» Collected data:
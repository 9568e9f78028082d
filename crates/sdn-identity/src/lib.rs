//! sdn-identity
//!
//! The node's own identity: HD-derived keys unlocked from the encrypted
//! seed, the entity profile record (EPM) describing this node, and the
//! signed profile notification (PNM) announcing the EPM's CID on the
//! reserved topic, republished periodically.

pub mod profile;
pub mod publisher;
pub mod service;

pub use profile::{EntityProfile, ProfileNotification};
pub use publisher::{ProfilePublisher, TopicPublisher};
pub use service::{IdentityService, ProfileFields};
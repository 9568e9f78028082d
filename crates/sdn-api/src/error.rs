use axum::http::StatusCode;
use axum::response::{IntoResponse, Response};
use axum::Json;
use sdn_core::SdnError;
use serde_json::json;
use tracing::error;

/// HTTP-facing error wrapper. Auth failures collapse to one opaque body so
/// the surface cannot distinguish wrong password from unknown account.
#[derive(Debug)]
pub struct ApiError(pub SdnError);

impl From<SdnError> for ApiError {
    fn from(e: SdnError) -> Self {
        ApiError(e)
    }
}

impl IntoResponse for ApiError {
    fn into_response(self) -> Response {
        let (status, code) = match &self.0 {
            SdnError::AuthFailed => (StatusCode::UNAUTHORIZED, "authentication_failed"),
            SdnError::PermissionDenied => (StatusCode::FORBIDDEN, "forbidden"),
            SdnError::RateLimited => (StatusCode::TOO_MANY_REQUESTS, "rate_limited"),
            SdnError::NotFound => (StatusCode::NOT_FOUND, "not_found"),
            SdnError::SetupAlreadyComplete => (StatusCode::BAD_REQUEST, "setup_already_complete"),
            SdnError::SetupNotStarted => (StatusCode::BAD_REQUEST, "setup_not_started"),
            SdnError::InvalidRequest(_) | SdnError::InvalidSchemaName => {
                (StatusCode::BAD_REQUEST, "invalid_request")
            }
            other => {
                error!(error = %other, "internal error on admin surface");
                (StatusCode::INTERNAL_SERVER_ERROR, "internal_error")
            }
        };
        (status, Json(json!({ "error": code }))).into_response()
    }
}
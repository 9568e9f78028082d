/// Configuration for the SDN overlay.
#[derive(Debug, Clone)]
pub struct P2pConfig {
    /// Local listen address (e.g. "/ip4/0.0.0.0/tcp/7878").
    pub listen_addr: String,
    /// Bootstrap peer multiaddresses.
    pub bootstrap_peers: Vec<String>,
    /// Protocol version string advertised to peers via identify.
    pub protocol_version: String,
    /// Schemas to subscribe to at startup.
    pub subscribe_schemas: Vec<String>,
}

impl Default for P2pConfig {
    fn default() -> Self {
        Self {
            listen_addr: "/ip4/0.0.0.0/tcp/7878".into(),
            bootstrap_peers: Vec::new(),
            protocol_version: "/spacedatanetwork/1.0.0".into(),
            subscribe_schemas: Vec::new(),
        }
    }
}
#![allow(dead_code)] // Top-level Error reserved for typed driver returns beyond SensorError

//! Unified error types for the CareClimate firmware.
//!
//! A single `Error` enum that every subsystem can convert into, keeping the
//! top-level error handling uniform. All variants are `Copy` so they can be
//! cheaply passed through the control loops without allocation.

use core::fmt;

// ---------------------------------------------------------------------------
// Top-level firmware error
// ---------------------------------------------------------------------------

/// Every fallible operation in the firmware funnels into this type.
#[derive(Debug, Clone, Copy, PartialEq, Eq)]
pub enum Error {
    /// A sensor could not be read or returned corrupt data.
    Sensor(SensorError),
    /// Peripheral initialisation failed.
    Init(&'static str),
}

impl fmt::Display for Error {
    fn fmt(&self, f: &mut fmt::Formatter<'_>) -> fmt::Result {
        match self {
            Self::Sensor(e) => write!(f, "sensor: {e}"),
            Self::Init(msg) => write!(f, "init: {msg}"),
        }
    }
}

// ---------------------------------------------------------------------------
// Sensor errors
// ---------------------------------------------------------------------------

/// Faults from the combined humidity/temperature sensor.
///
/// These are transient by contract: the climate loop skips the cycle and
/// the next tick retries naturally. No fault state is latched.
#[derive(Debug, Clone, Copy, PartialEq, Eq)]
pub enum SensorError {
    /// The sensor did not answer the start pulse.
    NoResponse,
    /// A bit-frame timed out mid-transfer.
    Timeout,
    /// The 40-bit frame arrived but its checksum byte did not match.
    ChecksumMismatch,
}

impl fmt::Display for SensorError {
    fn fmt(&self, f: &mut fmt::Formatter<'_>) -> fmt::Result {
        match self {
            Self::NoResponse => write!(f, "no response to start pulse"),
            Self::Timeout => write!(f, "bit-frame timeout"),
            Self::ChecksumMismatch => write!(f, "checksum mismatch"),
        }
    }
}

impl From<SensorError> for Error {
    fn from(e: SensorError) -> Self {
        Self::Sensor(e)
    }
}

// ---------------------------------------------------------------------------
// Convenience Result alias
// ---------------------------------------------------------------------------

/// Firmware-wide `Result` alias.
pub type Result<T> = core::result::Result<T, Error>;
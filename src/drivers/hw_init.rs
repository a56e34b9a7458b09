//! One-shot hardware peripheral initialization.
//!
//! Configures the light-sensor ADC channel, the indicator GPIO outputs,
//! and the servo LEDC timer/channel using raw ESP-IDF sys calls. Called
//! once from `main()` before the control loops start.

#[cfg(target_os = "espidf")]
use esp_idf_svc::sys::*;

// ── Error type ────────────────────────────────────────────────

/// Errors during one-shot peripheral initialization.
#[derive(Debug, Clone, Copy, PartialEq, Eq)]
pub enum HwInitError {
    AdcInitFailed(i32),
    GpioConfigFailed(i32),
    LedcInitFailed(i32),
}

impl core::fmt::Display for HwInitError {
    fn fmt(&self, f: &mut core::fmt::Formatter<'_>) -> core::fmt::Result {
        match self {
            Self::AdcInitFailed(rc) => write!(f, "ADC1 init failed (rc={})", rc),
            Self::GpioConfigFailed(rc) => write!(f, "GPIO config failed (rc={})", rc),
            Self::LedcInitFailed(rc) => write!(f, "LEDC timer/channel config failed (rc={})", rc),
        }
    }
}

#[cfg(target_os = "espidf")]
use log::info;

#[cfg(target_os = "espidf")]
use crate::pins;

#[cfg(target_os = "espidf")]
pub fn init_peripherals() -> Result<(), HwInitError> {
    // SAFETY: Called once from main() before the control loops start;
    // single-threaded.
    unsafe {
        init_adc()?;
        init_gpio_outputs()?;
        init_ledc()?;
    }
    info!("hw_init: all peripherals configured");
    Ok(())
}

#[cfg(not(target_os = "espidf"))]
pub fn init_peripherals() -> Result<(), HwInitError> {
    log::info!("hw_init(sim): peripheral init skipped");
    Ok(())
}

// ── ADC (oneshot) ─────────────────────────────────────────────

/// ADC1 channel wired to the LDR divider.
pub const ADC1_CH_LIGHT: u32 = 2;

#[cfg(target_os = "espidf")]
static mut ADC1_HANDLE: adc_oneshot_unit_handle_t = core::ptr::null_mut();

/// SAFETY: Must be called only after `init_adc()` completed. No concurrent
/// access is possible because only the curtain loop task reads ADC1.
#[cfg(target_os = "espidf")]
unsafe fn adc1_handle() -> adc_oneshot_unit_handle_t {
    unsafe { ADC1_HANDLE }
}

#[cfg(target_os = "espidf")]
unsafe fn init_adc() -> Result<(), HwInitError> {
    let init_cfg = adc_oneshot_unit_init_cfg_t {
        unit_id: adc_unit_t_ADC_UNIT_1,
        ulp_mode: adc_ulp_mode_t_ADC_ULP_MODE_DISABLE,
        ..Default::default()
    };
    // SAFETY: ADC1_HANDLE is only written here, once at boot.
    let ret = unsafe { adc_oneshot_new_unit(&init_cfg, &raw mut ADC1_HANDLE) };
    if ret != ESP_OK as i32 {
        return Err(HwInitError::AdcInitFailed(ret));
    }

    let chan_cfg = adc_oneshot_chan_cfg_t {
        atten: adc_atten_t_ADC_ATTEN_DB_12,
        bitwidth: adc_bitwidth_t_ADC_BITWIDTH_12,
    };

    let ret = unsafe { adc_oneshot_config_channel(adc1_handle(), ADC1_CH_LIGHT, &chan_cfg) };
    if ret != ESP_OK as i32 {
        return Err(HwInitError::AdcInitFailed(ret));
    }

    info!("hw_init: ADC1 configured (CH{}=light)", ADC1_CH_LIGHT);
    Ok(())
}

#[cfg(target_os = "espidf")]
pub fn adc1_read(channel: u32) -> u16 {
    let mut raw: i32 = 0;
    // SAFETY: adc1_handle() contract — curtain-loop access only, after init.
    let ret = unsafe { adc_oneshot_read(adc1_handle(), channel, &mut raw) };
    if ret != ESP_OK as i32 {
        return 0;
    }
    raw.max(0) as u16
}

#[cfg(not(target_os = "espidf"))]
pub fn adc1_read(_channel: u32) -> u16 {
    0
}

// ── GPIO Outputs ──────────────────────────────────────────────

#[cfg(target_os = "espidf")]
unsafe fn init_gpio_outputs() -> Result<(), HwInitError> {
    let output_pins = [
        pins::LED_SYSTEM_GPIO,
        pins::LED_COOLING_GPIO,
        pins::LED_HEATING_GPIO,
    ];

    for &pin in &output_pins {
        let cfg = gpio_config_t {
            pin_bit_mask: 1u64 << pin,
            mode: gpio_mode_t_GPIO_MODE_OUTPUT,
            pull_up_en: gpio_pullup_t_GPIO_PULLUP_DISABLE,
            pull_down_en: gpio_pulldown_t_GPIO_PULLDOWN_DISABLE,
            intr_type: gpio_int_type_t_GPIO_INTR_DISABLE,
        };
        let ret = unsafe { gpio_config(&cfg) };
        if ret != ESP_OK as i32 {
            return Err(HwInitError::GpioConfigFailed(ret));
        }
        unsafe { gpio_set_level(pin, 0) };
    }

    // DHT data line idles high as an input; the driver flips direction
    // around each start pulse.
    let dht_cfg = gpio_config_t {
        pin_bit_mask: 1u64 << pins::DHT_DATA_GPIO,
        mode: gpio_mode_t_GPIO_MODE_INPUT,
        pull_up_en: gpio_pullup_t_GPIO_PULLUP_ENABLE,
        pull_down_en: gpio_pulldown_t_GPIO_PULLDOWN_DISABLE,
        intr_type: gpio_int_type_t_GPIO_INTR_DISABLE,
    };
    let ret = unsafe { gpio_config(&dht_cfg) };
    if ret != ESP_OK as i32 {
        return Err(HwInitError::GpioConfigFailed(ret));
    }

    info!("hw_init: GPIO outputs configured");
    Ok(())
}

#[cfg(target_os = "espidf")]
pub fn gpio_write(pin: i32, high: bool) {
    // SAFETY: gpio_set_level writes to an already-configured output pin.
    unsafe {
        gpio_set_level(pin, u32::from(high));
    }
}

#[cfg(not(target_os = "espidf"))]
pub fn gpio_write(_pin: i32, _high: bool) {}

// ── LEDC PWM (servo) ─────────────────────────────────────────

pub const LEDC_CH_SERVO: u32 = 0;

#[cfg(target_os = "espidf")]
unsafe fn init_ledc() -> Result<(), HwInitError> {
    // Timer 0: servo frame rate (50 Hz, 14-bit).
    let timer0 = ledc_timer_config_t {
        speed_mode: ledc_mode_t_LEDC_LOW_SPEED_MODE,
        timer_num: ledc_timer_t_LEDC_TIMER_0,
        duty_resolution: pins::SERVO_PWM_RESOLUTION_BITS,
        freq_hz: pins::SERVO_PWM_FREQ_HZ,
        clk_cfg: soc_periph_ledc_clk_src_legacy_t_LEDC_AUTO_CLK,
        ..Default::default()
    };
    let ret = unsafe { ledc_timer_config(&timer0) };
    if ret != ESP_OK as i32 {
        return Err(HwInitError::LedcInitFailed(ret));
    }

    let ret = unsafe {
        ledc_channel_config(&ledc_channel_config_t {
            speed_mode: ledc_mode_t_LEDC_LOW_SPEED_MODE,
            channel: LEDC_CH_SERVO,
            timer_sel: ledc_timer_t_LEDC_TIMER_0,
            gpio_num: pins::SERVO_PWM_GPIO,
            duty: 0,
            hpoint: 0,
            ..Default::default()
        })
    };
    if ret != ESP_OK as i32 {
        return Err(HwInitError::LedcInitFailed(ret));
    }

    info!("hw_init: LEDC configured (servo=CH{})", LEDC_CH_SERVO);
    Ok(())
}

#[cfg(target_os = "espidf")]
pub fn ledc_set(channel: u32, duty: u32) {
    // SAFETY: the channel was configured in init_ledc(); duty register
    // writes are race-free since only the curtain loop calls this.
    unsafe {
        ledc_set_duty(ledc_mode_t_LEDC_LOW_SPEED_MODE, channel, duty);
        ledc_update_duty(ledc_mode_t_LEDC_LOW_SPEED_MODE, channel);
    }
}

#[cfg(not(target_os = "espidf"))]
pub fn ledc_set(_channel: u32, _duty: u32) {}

» Problem details:
Gather all lines with the string "surface" from the data.

» Reply:
/// the surface cannot distinguish wrong password from unknown account.
                error!(error = %other, "internal error on admin surface");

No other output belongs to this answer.